I was lying in on an exam table in a doctor’s office waiting for a breast exam when I had an epiphany.

It started with the opposite of an epiphany: a moment of crushing disappointment, envy, and self-pity. I was lying there in my gynecologist’s office waiting for him to examine a lump in my right breast, which appeared shortly after I miscarried my first child in July.

After a mammogram, a biopsy, and a horrible four-day wait, I found out I do not have breast cancer. But while I was lying there, waiting for the exam, I didn’t know yet, and I was scared.

Having just waded through a waiting room and a hallway full of very pregnant young women, I was remembering my last visit to this office, to confirm that I was indeed miscarrying. I shivered in my thin little gown and thought to myself that I had nothing to show for my ovarian surgery and months of fertility treatment but a suspicious breast lump.

It was a pity party for one.

And then, as I was lying there, I heard – very clearly – through the wall to my left, the sound of a baby’s heartbeat.

The walls must be awfully thin.
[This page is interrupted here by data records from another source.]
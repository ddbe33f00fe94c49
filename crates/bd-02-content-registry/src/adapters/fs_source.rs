//! Filesystem content source
//!
//! Reads registry documents from a directory of JSON files.

use std::path::{Component, Path, PathBuf};

use tracing::debug;

use crate::error::RegistryError;
use crate::ports::ContentSource;

/// Reads `<root>/<name>` from disk.
///
/// `name` must be a plain relative path: no `..`, no root, no prefix.
#[derive(Clone, Debug)]
pub struct FsContentSource {
    root: PathBuf,
}

impl FsContentSource {
    pub fn new(root: impl Into<PathBuf>) -> Self {
        Self { root: root.into() }
    }

    pub fn root(&self) -> &Path {
        &self.root
    }
}

impl ContentSource for FsContentSource {
    fn read(&self, name: &str) -> Result<String, RegistryError> {
        let relative = Path::new(name);
        let plain = !name.is_empty()
            && relative
                .components()
                .all(|part| matches!(part, Component::Normal(_) | Component::CurDir));
        if !plain {
            return Err(RegistryError::InvalidName(name.to_string()));
        }

        let path = self.root.join(relative);
        debug!(path = %path.display(), "Reading registry document");
        std::fs::read_to_string(&path).map_err(|source| match source.kind() {
            std::io::ErrorKind::NotFound => RegistryError::NotFound(name.to_string()),
            _ => RegistryError::Io { path, source },
        })
    }
}
//! Override scope: one nesting boundary in a content tree

use super::overrides::Overrides;
use super::resolver::ScopeId;

/// A nesting boundary that may layer overrides onto its ambient mapping
#[derive(Clone, Debug)]
pub struct OverrideScope {
    /// Call-site identity; selects the memo slot
    pub id: ScopeId,
    /// Local overrides
    pub overrides: Overrides,
    /// Ignore the ambient mapping and layer directly on the root default
    pub isolated: bool,
}

impl OverrideScope {
    pub fn new(id: ScopeId, overrides: impl Into<Overrides>) -> Self {
        Self {
            id,
            overrides: overrides.into(),
            isolated: false,
        }
    }

    /// Scope that starts over from the root default
    pub fn isolated(id: ScopeId, overrides: impl Into<Overrides>) -> Self {
        Self {
            id,
            overrides: overrides.into(),
            isolated: true,
        }
    }
}
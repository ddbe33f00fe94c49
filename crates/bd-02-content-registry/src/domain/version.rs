//! Versioned docs metadata: one record per docs version

use std::collections::BTreeMap;

use serde::{Deserialize, Serialize};

use super::sidebar::SidebarItem;

/// Metadata of one docs version, including its sidebars and doc index
#[derive(Clone, Debug, PartialEq, Eq, Serialize, Deserialize)]
#[serde(rename_all = "camelCase")]
pub struct VersionMetadata {
    pub plugin_id: String,
    /// Version name used in URLs (`current`, `1.0.0`, ...)
    pub version: String,
    /// Human label
    pub label: String,
    #[serde(default)]
    pub banner: Option<String>,
    #[serde(default)]
    pub badge: bool,
    #[serde(default)]
    pub no_index: bool,
    #[serde(default)]
    pub class_name: String,
    #[serde(default)]
    pub is_last: bool,
    #[serde(default)]
    pub docs_sidebars: BTreeMap<String, Vec<SidebarItem>>,
    #[serde(default)]
    pub docs: BTreeMap<String, DocSummary>,
}

/// Short description of one doc
#[derive(Clone, Debug, PartialEq, Eq, Serialize, Deserialize)]
pub struct DocSummary {
    pub id: String,
    pub title: String,
    #[serde(default)]
    pub description: String,
    #[serde(default)]
    pub sidebar: Option<String>,
}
I could hear my doctor’s voice – it’s very familiar to me by now – and the responding voices of a woman and a man. I heard laughter. And I heard that whoosh-whoosh-whoosh-whoosh, as loud as if it were in the room with me.
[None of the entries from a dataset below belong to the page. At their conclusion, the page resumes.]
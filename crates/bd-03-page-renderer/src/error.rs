//! Error types for the Page Renderer subsystem

use bd_01_component_overrides::OverrideError;
use thiserror::Error;

/// Errors that can occur while compiling or rendering a page
#[derive(Debug, Error, Clone, PartialEq, Eq)]
pub enum RenderError {
    #[error("Override error: {0}")]
    Overrides(#[from] OverrideError),

    #[error("No component registered for key '{0}'")]
    MissingComponent(String),

    #[error("Invalid heading depth: {0} (must be 1-6)")]
    InvalidHeadingDepth(u8),

    #[error("Override scopes nested too deep: {depth} > {max}")]
    NestingTooDeep { depth: usize, max: usize },

    #[error("Duplicate scope id in page: {0}")]
    DuplicateScope(String),

    #[error("Scope '{0}' was not compiled into this page")]
    UnknownScope(String),

    #[error("Invalid renderer configuration: {0}")]
    InvalidConfig(String),
}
I felt tears sliding down my cheeks. I felt horrible envy and sadness and loss.

And then suddenly, out of absolutely nowhere, the words to a hymn from my Southern Baptist childhood popped into my head: “The joy of the Lord is my strength.”

I can’t remember the last time I thought about that song. Maybe Vacation Bible School? But suddenly it was right there, and I had no idea where it came from.
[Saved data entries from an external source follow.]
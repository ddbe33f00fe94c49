//! # BD-02 Content Registry
//!
//! Typed model of the documentation content registry: versioned sidebars,
//! the per-version doc index and per-page metadata. The renderer treats it
//! as an external data source; nothing here renders.
//!
//! ## Architecture
//!
//! - **Domain Layer** (`domain/`): Serde model of the registry JSON
//! - **Ports Layer** (`ports/`): `ContentSource` driven port
//! - **Adapters Layer** (`adapters/`): Filesystem and in-memory sources
//! - **Service Layer** (`service/`): `ContentRegistry` queries and validation
//!
//! ## Invariants
//!
//! - **INVARIANT-1**: Every doc's sidebar exists
//! - **INVARIANT-2**: Every sidebar doc link points at a known doc

pub mod adapters;
pub mod domain;
pub mod error;
pub mod ports;
pub mod service;

pub use adapters::{FsContentSource, InMemoryContentSource};
pub use domain::{
    DocSummary, FrontMatter, NavLink, PageData, PageMetadata, SidebarCategory, SidebarItem,
    SidebarLink, Tag, TocEntry, VersionMetadata,
};
pub use error::RegistryError;
pub use ports::ContentSource;
pub use service::ContentRegistry;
I lay there thinking about those words as the whoosh-whoosh sound went away and was replaced by happy conversation next door. “The joy of the Lord is my strength.” What in the world did that mean, anyway? When you grow up in church you learn dozens of hymns, and rarely do you think about the words. Yeah, yeah, yeah. Washed in the blood of the Lamb.

The joy of the Lord is my strength, I thought. That doesn’t make any sense.

And then, all of a sudden, it did make sense. I felt a rushing feeling in my head and my heart as the meaning of those words came to me: the joy of the Lord is my strength. It means: whatever makes God happy should make me happy.

I didn’t know then – and I still don’t – if that’s what the words are supposed to mean. But in that moment, it was completely clear. I lay there on my back in my open-front gown feeling tears start to tickle my ears, and I realized this baby next door, whose little heart was going whoosh-whoosh-whoosh, made God happy. Who in the world was I to not be happy, too?

It’s not always as easy as it sounds. For example, when I called my uncle to tell him I was pregnant back in June, he told me his new wife was pregnant, too. Her due date fell two weeks before mine.

I am so happy for my uncle. He is in his late 40s and this is his first baby, and will be my first cousin on my mom’s side. I found out the other day they are having a little boy, and the first emotion in my heart was sadness. All I could think about was how I would be learning my baby’s gender, too, if my baby had lived.

I’m not proud of the fact that wonderful news like that – or seeing pregnancy and sonogram photos on Facebook – instantly turns me into Bitter Miscarriage Lady.

But I keep reminding myself, in the words of writer Randy England: “Through the devil’s envy, death entered the world.” There’s a reason why envy is one of the seven deadly sins. Nothing good comes of it.

When you’re thinking about having an abortion, what you’re doing is not much different than what I’m doing: seeing something that makes God happy, and failing to share in it. Seeing only the dark side. Not surrendering to the joy that is always there, if you look hard enough.

I loved my baby, and my baby died. That life is over. But there are so many more surrounding me. That joy is my strength.

Whether you’re suffering from a loss or facing an unplanned pregnancy, let what makes God happy make you happy, too. The strong, beautiful heartbeat of life is always near you. Let it be your strength.